Arrasado, Esconso
liga para o terapeuta:
– Tô na pior,
cara, preciso de uma sessão extra.
– O que houve?
– Na sessão, eu
lhe conto.
– Como você achar
melhor!
O terapeuta
consulta a agenda e diz:
– Hoje, às 21
horas, no Confidente, lá só se morre uma vez! Sim, é aquele
cantinho, esse mesmo, no caminho das árvores; estou vendo, você é esperto, não
esqueceu! A mesa é a do fundo, estará reservada; antes, passe no quiosque de
batatas fritas, o recomendado; o outro não serve; lá você encontrará
suprimentos para nossa conversa. Quanto à cerveja, no cantinho, tem
uma fonte.
Esconso agradece
e desliga o telefone. E aproveita o intervalo até a hora da sessão para
repaginar as duras cascas de vida que teve com Lazie, a moça do litoral, que o
assedia há anos; faz essa repaginada no tapete da sala de estar antes de
dirigir-se ao Confidente, perguntando-se pensativo: “O que pretende
essa moça? Quanta loucura se esconde sob "tantas palavras"? Em seguida, pensa no
quinhão de pedidos de desculpas e salamaleques que ela traz à tiracolo e como
os despacha quando se desequilibra porque pisou na bola. Seria essa moça
bipolar como parece? Ou seria ele?
Meditando sobre
esse filme em cores, Esconso descobre que ele (o filme) está cheio de ilusões, de
fantasias; desde a primeira cena sabia que havia alguma coisa errada com os
dois protagonistas: nos diálogos, embora longos, na maioria das vezes não saíam
das bordas. Eles nunca se viram nos parques e shoppings da vida; não se
conhecem; nunca fecharam as pálpebras juntos, sequer dormiram no tapete, a
única coisa registrada na sua agenda era a referência ao litoral que ela exibia
nas suas notas e pelas redes sociais.
Experiente, o terapeuta se divertia
enxugando a tulipa da cerva estupidamente gelada, o monossílabo da foca,
quando, a água ainda a escorrer dos cabelos, Esconso chegou, suado, e desabou
na cadeira.
– Calma, cara.
– Que bom que
você já está aqui.
– Respire. Tome
um gole da minha cerveja, enquanto a sua não chega;
Em seguida,
Esconso exclamou: “como é estranho o ser humano. Nunca conseguimos ser nomais!
– Lazie me esvaiu
completamente, sabia?
E, apoiando-se
nos cotovelos, relaxava para começar a desentalar sua história, sem lembrar-se
do primeiro movimento que ambos fizeram até se transformar nesse celuloide.
– É agora,
comece. A cerveja está a caminho.
Esconso ri, ainda
que o terapeuta, à sua frente, pudesse não achar normal aquele riso fora de
hora. Justo agora, Esconso viaja com os poetas da praça que, volta e meia, nos
eventos, circulavam gritando pelas escadarias da escola: "para um amor
platônico / só uma transa homérica”; e repetiam, empolgados, entre outros, o
verso, ao subir e descer as escadas: "para um amor platônico / só uma
transa homérica", com um uníssono dos participantes do Seminário de
Literatura em palmas.
Nélida Piñon (1934-2022), a imortal
da Academia Brasileira de Letras, pouco se importou quando os poetas irromperam
o auditório, transgredindo os rituais do Seminário. O público, que esperava sua
palestra e depois o lançamento do seu livro No Calor da hora, se
surpreendeu com aquela festa antecipada e aplaudiu calorosamente os
poetas da praça.
O “terapeuta”
queria entender o que se passava na cabeça de Esconso, pois ele parecia uma
pessoa diferente do que pedira a sessão extra. Noutras palavras,
"viajava". Seria um milagre do quiosque de batatas fritas?

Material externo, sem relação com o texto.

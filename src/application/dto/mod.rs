//! # Data Transfer Objects

pub mod upload_config;
//! # Send Notification Use Case
//!
//! 通知メール送信ユースケース

use std::sync::Arc;

use log::{info, warn};

use crate::application::dto::upload_config::NotificationConfig;
use crate::domain::entities::notification::Notification;
use crate::domain::entities::remote_file::RemoteFile;
use crate::domain::entities::video_file::VideoFile;
use crate::domain::error::Result;
use crate::domain::repositories::mail_repository::Mailer;
use crate::domain::services::message::MessageService;

/// 通知メール送信ユースケース
///
/// アップロードされたファイルのリンクとサムネイルを添えてメールを送る
pub struct SendNotificationUseCase<M: Mailer> {
    mailer: Arc<M>,
}

impl<M: Mailer> SendNotificationUseCase<M> {
    pub fn new(mailer: Arc<M>) -> Self {
        Self { mailer }
    }

    /// 通知メールを組み立てる（送信はしない）
    ///
    /// サムネイル（動画と同じディレクトリの `motion.jpg`）が存在しない場合は
    /// 添付なしで組み立てる。
    pub async fn compose(
        config: &NotificationConfig,
        video: &VideoFile,
        remote: &RemoteFile,
    ) -> Notification {
        let thumbnail = video.thumbnail_path();
        let attachments = match tokio::fs::try_exists(&thumbnail).await {
            Ok(true) => vec![thumbnail],
            _ => {
                warn!("Thumbnail not found: {}", thumbnail.display());
                vec![]
            }
        };

        Notification {
            from_name: config.from_name.clone(),
            sender: config.sender.clone(),
            recipients: config.recipients.clone(),
            subject: MessageService::compose_subject(&config.subject, video.camera_name()),
            body: MessageService::compose_body(
                &config.message,
                &remote.title,
                remote.alternate_link.as_deref(),
            ),
            attachments,
        }
    }

    /// 通知メールを組み立てて送信する
    ///
    /// # Returns
    ///
    /// 送信した通知
    ///
    /// # Errors
    ///
    /// 送信に失敗した場合に `UploaderError::Notification` を返す
    pub async fn execute(
        &self,
        config: &NotificationConfig,
        video: &VideoFile,
        remote: &RemoteFile,
    ) -> Result<Notification> {
        let notification = Self::compose(config, video, remote).await;
        self.mailer.send(&notification).await?;

        info!(
            "Notification sent to {} recipient(s)",
            notification.recipients.len()
        );
        Ok(notification)
    }
}
//! # Storage Repository Trait
//!
//! クラウドストレージ（フォルダ検索・作成、ファイルアップロード）を抽象化

use std::path::Path;

use async_trait::async_trait;

#[cfg(test)]
use mockall::automock;

use crate::domain::entities::remote_file::{NewRemoteFile, RemoteFile, RemoteFolder};
use crate::domain::error::Result;

/// フォルダ検索条件
///
/// タイトルは完全一致（大文字小文字を区別）で比較される
#[derive(Debug, Clone, PartialEq, Eq)]
pub struct FolderQuery {
    pub title: String,
    /// 親フォルダで絞り込む場合のID
    pub parent_id: Option<String>,
}

impl FolderQuery {
    /// タイトルだけで検索する
    pub fn by_title(title: impl Into<String>) -> Self {
        Self {
            title: title.into(),
            parent_id: None,
        }
    }

    /// 親フォルダの直下を検索する
    pub fn child_of(title: impl Into<String>, parent: &RemoteFolder) -> Self {
        Self {
            title: title.into(),
            parent_id: Some(parent.id.clone()),
        }
    }
}

/// 認証済みストレージセッション
#[cfg_attr(test, automock)]
#[async_trait]
pub trait StorageRepository: Send + Sync {
    /// タイトルが完全一致する最初のフォルダを返す
    ///
    /// # Errors
    ///
    /// 検索リクエストが失敗した場合にエラーを返す
    async fn find_folder(&self, query: &FolderQuery) -> Result<Option<RemoteFolder>>;

    /// 親フォルダの下に新しいフォルダを作成
    async fn create_folder(&self, title: &str, parent: &RemoteFolder) -> Result<RemoteFolder>;

    /// ファイルをアップロードし、作成されたファイルを返す
    ///
    /// 大きなファイルでも完了するまで戻らない
    ///
    /// # Errors
    ///
    /// 通信エラー、API による拒否の場合に `UploaderError::Upload` を返す
    async fn upload_file(&self, metadata: &NewRemoteFile, path: &Path) -> Result<RemoteFile>;
}

/// ストレージへの接続（認証）
///
/// 認証に成功すると `StorageRepository` を返す。フォルダ操作や
/// アップロードは必ずこの後に行われる。
#[cfg_attr(test, automock)]
#[async_trait]
pub trait StorageConnector: Send + Sync {
    /// # Errors
    ///
    /// 認証情報が拒否された場合に `UploaderError::Authentication` を返す
    async fn connect(&self) -> Result<Box<dyn StorageRepository>>;
}
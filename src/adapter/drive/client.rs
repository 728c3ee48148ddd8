//! Google Drive Client
//!
//! StorageRepository / StorageConnector の Google Drive (REST v2) 実装

use std::path::Path;
use std::time::Duration;

use async_trait::async_trait;
use log::{debug, info};
use reqwest::StatusCode;
use serde::Deserialize;

use super::models::{ApiErrorResponse, DriveFile, FileList, FileMetadata, FOLDER_MIME_TYPE};
use super::resumable::ResumableUpload;
use crate::adapter::auth::{OAuthCredentials, TokenRefresher};
use crate::domain::entities::remote_file::{NewRemoteFile, RemoteFile, RemoteFolder};
use crate::domain::error::{Result, UploaderError};
use crate::domain::repositories::storage_repository::{
    FolderQuery, StorageConnector, StorageRepository,
};

pub const DRIVE_API_URL: &str = "https://www.googleapis.com/drive/v2";
pub const DRIVE_UPLOAD_URL: &str = "https://www.googleapis.com/upload/drive/v2";

const REQUEST_TIMEOUT_SECS: u64 = 300;
const CONNECT_TIMEOUT_SECS: u64 = 30;

/// Drive API 用の HTTP クライアントを作成
///
/// `308 Resume Incomplete` をリダイレクトとして扱わないよう、リダイレクトは無効にする
pub fn build_http_client() -> Result<reqwest::Client> {
    reqwest::Client::builder()
        .timeout(Duration::from_secs(REQUEST_TIMEOUT_SECS))
        .connect_timeout(Duration::from_secs(CONNECT_TIMEOUT_SECS))
        .redirect(reqwest::redirect::Policy::none())
        .build()
        .map_err(|e| UploaderError::Upload(format!("Failed to create HTTP client: {}", e)))
}

/// Drive の検索クエリ用に文字列をエスケープする
pub fn escape_query_value(value: &str) -> String {
    value.replace('\\', "\\\\").replace('\'', "\\'")
}

/// フォルダ検索クエリ（`q` パラメータ）を組み立てる
pub fn folder_query(query: &FolderQuery) -> String {
    let mut q = format!(
        "title = '{}' and mimeType = '{}' and trashed = false",
        escape_query_value(&query.title),
        FOLDER_MIME_TYPE
    );
    if let Some(parent_id) = &query.parent_id {
        q.push_str(&format!(" and '{}' in parents", escape_query_value(parent_id)));
    }
    q
}

/// エラーレスポンスを UploaderError に変換
///
/// 401 は認証エラー、それ以外はアップロードエラーとして扱う
pub(crate) async fn error_from_response(
    response: reqwest::Response,
    context: &str,
) -> UploaderError {
    let status = response.status();
    let body = response.text().await.unwrap_or_default();
    let detail = serde_json::from_str::<ApiErrorResponse>(&body)
        .map(|e| e.error.message)
        .unwrap_or(body);

    let message = format!("{}: {} {}", context, status.as_u16(), detail.trim());
    if status == StatusCode::UNAUTHORIZED {
        UploaderError::Authentication(message)
    } else {
        UploaderError::Upload(message)
    }
}

/// 認証済み Google Drive クライアント
pub struct DriveClient {
    http: reqwest::Client,
    access_token: String,
    api_url: String,
    upload_url: String,
}

impl DriveClient {
    pub fn new(http: reqwest::Client, access_token: String) -> Self {
        Self::with_urls(http, access_token, DRIVE_API_URL, DRIVE_UPLOAD_URL)
    }

    /// API とアップロードのベースURLを指定して作成
    pub fn with_urls(
        http: reqwest::Client,
        access_token: String,
        api_url: impl Into<String>,
        upload_url: impl Into<String>,
    ) -> Self {
        Self {
            http,
            access_token,
            api_url: api_url.into(),
            upload_url: upload_url.into(),
        }
    }
}

#[async_trait]
impl StorageRepository for DriveClient {
    async fn find_folder(&self, query: &FolderQuery) -> Result<Option<RemoteFolder>> {
        let q = folder_query(query);
        debug!("Searching folders: {}", q);

        let response = self
            .http
            .get(format!("{}/files", self.api_url))
            .bearer_auth(&self.access_token)
            .query(&[("q", q.as_str()), ("maxResults", "100")])
            .send()
            .await
            .map_err(|e| UploaderError::Upload(format!("Folder search failed: {}", e)))?;

        if !response.status().is_success() {
            return Err(error_from_response(response, "Folder search failed").await);
        }

        let list: FileList = response
            .json()
            .await
            .map_err(|e| UploaderError::Upload(format!("Invalid folder list: {}", e)))?;

        // 検索は大文字小文字を区別しない場合があるので完全一致で絞り込む
        Ok(list
            .items
            .into_iter()
            .find(|f| f.title == query.title)
            .map(RemoteFolder::from))
    }

    async fn create_folder(&self, title: &str, parent: &RemoteFolder) -> Result<RemoteFolder> {
        let response = self
            .http
            .post(format!("{}/files", self.api_url))
            .bearer_auth(&self.access_token)
            .json(&FileMetadata::folder(title, &parent.id))
            .send()
            .await
            .map_err(|e| UploaderError::Upload(format!("Folder creation failed: {}", e)))?;

        if !response.status().is_success() {
            return Err(error_from_response(response, "Folder creation failed").await);
        }

        let folder: DriveFile = response
            .json()
            .await
            .map_err(|e| UploaderError::Upload(format!("Invalid folder response: {}", e)))?;

        info!("Created folder {} ({})", folder.title, folder.id);
        Ok(folder.into())
    }

    async fn upload_file(&self, metadata: &NewRemoteFile, path: &Path) -> Result<RemoteFile> {
        let total = tokio::fs::metadata(path)
            .await
            .map_err(|e| UploaderError::Upload(format!("Failed to read {}: {}", path.display(), e)))?
            .len();

        let upload = ResumableUpload::initiate(
            &self.http,
            &self.access_token,
            &self.upload_url,
            &FileMetadata::from(metadata),
            total,
        )
        .await?;

        let file = upload.send_file(path).await?;
        Ok(file.into())
    }
}

#[derive(Debug, Deserialize)]
#[serde(rename_all = "camelCase")]
struct AboutUser {
    #[serde(default)]
    display_name: Option<String>,
}

#[derive(Debug, Deserialize)]
struct About {
    user: AboutUser,
}

/// Google Drive への接続（OAuth2 トークン）
pub struct DriveConnector {
    http: reqwest::Client,
    credentials: OAuthCredentials,
    api_url: String,
    upload_url: String,
}

impl DriveConnector {
    pub fn new(credentials: OAuthCredentials) -> Result<Self> {
        Self::with_urls(credentials, DRIVE_API_URL, DRIVE_UPLOAD_URL)
    }

    /// API とアップロードのベースURLを指定して作成
    pub fn with_urls(
        credentials: OAuthCredentials,
        api_url: impl Into<String>,
        upload_url: impl Into<String>,
    ) -> Result<Self> {
        Ok(Self {
            http: build_http_client()?,
            credentials,
            api_url: api_url.into(),
            upload_url: upload_url.into(),
        })
    }

    async fn about(&self, access_token: &str) -> Result<reqwest::Response> {
        self.http
            .get(format!("{}/about", self.api_url))
            .bearer_auth(access_token)
            .query(&[("fields", "user")])
            .send()
            .await
            .map_err(|e| UploaderError::Authentication(format!("Drive unreachable: {}", e)))
    }
}

#[async_trait]
impl StorageConnector for DriveConnector {
    async fn connect(&self) -> Result<Box<dyn StorageRepository>> {
        let refresher = TokenRefresher::new(self.http.clone());
        let mut access_token = refresher.access_token(&self.credentials).await?;
        let refreshed = access_token != self.credentials.access_token;

        // トークンが受け付けられるか確認する
        let mut response = self.about(&access_token).await?;

        // 有効期限が不明なトークンは 401 で初めて失効が分かる
        if response.status() == StatusCode::UNAUTHORIZED
            && !refreshed
            && self.credentials.can_refresh()
        {
            info!("Access token rejected, refreshing");
            access_token = refresher.refresh(&self.credentials).await?;
            response = self.about(&access_token).await?;
        }

        if !response.status().is_success() {
            return Err(match error_from_response(response, "Drive rejected credentials").await {
                UploaderError::Upload(message) => UploaderError::Authentication(message),
                other => other,
            });
        }

        let about: About = response
            .json()
            .await
            .map_err(|e| UploaderError::Authentication(format!("Invalid about response: {}", e)))?;
        info!(
            "Connected to Google Drive as {}",
            about.user.display_name.as_deref().unwrap_or("unknown user")
        );

        Ok(Box::new(DriveClient::with_urls(
            self.http.clone(),
            access_token,
            self.api_url.clone(),
            self.upload_url.clone(),
        )))
    }
}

Faz tempo que ele não tem uma
felicidade nova com a moça do litoral, menos ainda uma transa homérica, como
reverberava Douglas, um dos poetas da praça, só via o ciúme escancarado nas
frontes da moça ao vê-la e ouvi-la nas redes; Esconso nunca entendeu a complexidade
de vida que a moça lhe oferecia.
A sessão ainda
não começara e Esconso já sentia as cores da liberdade depois de ter mandado tudo às favas; faltava o último sorvo do primeiro chope para o terapeuta
pedir-lhe para ocupar o imaginário divã de o Confidente.